EXERCISE OBJECTIVE =
Take each line of the entries below that contains "enum" and copy it.

Stored data:
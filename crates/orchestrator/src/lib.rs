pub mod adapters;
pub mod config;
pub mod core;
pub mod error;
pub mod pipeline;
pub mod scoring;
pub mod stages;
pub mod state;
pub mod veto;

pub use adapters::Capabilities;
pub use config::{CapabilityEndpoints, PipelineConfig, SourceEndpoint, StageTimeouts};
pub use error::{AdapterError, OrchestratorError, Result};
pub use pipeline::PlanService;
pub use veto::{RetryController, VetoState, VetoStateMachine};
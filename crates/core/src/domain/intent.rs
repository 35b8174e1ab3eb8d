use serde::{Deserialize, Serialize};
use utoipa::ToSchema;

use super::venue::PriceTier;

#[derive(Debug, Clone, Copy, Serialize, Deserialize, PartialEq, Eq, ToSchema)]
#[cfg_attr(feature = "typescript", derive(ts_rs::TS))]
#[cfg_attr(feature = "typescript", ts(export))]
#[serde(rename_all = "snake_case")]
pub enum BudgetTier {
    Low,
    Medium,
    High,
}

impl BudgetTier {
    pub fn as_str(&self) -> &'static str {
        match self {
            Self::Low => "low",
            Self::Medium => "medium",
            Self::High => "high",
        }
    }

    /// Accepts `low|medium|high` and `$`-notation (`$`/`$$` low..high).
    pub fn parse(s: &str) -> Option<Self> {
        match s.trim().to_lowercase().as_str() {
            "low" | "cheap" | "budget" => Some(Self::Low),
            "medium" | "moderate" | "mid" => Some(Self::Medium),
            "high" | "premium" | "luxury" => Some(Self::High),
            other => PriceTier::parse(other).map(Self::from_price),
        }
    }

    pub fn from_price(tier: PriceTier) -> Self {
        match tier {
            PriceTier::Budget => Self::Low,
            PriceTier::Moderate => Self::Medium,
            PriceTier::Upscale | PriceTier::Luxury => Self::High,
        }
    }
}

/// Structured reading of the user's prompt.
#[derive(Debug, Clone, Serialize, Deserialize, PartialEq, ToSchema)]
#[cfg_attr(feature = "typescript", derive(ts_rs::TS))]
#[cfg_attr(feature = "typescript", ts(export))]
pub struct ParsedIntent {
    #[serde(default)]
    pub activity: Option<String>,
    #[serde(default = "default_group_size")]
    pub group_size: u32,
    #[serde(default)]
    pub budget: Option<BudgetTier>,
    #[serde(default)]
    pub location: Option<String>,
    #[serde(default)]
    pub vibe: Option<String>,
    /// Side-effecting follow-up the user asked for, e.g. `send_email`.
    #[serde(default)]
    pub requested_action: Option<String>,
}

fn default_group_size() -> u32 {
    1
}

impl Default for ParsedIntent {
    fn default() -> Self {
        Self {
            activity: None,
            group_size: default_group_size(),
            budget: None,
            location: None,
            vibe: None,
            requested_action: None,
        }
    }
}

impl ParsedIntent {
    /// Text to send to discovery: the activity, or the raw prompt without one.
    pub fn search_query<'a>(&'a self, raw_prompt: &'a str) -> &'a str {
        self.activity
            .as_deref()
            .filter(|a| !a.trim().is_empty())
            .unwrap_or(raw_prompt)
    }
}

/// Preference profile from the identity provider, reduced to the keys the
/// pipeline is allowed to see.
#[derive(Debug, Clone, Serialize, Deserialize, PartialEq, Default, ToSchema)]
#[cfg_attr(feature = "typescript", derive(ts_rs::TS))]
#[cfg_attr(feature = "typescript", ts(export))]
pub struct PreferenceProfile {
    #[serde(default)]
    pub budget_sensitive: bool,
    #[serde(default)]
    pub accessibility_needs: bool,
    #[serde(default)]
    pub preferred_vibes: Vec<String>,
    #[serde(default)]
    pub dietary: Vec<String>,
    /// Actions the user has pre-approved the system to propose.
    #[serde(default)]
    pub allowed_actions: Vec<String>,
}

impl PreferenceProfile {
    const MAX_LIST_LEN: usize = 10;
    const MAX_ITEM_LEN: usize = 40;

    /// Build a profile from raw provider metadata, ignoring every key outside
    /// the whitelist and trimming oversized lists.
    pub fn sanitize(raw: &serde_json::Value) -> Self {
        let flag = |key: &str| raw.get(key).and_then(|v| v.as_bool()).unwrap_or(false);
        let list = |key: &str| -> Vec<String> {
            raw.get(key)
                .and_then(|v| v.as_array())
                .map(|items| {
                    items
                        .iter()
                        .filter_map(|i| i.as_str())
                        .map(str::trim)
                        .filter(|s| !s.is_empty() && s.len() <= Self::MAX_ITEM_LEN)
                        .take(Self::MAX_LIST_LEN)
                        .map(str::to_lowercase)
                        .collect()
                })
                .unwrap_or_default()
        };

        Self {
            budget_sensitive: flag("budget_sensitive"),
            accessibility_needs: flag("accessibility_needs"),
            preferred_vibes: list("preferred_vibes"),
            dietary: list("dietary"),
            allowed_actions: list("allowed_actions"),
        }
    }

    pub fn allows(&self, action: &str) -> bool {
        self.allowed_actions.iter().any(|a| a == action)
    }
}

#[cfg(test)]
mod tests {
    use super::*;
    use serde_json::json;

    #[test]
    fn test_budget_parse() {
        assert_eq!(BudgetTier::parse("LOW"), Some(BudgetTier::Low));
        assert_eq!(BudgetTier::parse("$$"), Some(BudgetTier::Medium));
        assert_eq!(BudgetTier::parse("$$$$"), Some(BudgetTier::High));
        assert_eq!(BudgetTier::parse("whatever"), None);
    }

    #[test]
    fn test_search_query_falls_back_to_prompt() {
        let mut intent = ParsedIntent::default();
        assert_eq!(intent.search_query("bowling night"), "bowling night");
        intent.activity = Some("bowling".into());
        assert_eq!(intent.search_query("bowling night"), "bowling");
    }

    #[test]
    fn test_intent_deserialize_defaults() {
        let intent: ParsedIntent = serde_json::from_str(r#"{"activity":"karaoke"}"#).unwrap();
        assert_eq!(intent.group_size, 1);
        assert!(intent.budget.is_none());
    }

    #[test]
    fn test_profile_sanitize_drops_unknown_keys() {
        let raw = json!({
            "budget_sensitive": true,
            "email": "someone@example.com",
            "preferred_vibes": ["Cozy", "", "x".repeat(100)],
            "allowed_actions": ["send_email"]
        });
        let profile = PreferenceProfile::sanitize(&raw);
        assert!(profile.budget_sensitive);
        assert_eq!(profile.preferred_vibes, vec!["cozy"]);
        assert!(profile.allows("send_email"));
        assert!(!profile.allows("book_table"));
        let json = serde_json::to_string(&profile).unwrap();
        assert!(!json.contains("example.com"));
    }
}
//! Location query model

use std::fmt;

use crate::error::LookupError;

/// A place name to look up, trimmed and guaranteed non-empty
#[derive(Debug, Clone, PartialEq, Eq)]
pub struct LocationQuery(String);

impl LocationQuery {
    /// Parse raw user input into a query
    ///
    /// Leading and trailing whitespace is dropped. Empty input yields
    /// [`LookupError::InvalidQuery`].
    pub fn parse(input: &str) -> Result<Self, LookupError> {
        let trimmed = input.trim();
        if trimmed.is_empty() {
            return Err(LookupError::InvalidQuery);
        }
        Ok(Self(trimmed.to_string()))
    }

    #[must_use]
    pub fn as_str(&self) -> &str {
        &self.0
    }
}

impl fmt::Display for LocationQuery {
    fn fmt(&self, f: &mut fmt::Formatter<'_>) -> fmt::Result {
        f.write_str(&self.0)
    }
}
---
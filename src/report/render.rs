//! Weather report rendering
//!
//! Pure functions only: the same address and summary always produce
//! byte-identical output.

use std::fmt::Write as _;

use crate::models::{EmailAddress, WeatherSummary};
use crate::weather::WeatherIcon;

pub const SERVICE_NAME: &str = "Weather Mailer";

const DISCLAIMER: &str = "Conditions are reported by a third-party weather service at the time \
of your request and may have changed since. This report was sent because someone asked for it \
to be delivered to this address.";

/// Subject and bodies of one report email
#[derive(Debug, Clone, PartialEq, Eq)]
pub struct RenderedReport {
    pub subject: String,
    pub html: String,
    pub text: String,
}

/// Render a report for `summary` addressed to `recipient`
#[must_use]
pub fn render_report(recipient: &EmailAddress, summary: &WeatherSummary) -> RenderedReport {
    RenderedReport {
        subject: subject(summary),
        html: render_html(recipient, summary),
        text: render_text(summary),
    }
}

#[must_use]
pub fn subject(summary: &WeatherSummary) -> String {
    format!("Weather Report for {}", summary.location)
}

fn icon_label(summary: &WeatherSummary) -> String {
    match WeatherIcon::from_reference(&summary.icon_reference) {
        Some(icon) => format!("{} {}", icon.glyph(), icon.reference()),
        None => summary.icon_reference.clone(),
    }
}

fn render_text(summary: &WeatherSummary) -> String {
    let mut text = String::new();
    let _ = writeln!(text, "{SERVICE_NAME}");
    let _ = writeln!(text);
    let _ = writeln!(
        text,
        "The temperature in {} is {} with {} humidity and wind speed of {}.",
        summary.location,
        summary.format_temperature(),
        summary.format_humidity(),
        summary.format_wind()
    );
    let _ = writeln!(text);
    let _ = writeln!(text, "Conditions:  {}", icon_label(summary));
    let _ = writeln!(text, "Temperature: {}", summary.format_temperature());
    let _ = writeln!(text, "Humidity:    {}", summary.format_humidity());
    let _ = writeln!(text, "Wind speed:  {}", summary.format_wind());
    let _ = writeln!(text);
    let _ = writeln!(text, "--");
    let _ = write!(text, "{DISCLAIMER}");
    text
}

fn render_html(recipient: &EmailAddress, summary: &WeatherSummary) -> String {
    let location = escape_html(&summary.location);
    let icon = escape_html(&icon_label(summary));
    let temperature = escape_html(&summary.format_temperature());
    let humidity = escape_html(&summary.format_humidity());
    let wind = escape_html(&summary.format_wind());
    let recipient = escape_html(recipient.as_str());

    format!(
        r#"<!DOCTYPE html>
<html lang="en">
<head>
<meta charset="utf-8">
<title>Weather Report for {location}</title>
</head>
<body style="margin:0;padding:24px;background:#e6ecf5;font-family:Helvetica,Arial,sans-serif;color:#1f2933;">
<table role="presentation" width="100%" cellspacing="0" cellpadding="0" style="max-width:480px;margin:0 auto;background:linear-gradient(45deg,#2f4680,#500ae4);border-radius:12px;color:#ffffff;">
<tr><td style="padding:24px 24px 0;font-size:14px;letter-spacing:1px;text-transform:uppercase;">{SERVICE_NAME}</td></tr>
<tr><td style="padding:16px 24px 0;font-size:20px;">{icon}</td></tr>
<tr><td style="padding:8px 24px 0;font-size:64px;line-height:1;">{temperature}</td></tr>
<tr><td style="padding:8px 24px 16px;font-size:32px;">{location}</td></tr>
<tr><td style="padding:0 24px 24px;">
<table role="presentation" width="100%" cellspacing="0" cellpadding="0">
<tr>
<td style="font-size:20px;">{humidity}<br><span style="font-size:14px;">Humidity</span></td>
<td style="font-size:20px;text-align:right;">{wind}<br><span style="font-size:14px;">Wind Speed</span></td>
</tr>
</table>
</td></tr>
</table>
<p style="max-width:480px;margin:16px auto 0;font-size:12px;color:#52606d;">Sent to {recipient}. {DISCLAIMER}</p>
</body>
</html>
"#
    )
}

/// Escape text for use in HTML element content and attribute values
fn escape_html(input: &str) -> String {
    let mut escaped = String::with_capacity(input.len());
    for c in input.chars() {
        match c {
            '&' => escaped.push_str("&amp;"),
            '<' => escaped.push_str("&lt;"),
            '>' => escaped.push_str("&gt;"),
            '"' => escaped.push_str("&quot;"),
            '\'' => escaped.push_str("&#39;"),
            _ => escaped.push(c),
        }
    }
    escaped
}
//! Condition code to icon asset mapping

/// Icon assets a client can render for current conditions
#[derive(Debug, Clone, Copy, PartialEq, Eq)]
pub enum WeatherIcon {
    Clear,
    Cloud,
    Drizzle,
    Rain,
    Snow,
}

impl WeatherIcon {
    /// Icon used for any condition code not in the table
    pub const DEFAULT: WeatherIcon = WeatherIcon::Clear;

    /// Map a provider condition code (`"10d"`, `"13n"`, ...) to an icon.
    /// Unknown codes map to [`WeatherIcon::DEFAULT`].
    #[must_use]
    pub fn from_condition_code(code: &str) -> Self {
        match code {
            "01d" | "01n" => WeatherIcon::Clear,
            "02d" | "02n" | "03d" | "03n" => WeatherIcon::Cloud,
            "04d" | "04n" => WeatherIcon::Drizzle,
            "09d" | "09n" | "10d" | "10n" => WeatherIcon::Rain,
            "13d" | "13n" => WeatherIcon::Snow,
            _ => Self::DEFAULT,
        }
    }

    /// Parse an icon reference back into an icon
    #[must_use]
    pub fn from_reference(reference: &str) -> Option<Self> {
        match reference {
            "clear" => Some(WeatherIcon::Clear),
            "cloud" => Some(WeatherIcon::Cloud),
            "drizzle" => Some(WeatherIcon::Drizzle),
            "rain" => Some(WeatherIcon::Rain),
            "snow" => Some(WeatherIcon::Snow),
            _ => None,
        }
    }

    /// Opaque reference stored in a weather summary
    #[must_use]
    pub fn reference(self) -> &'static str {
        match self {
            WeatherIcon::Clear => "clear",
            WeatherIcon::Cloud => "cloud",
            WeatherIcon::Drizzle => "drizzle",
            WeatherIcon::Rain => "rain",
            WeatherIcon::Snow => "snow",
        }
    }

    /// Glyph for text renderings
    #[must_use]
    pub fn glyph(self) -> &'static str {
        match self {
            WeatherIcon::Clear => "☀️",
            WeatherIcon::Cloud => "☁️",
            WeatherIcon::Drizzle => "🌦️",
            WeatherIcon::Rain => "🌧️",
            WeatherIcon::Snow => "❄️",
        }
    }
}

ANSWER SECTION =
pub enum BudgetTier {
pub enum WeatherIcon {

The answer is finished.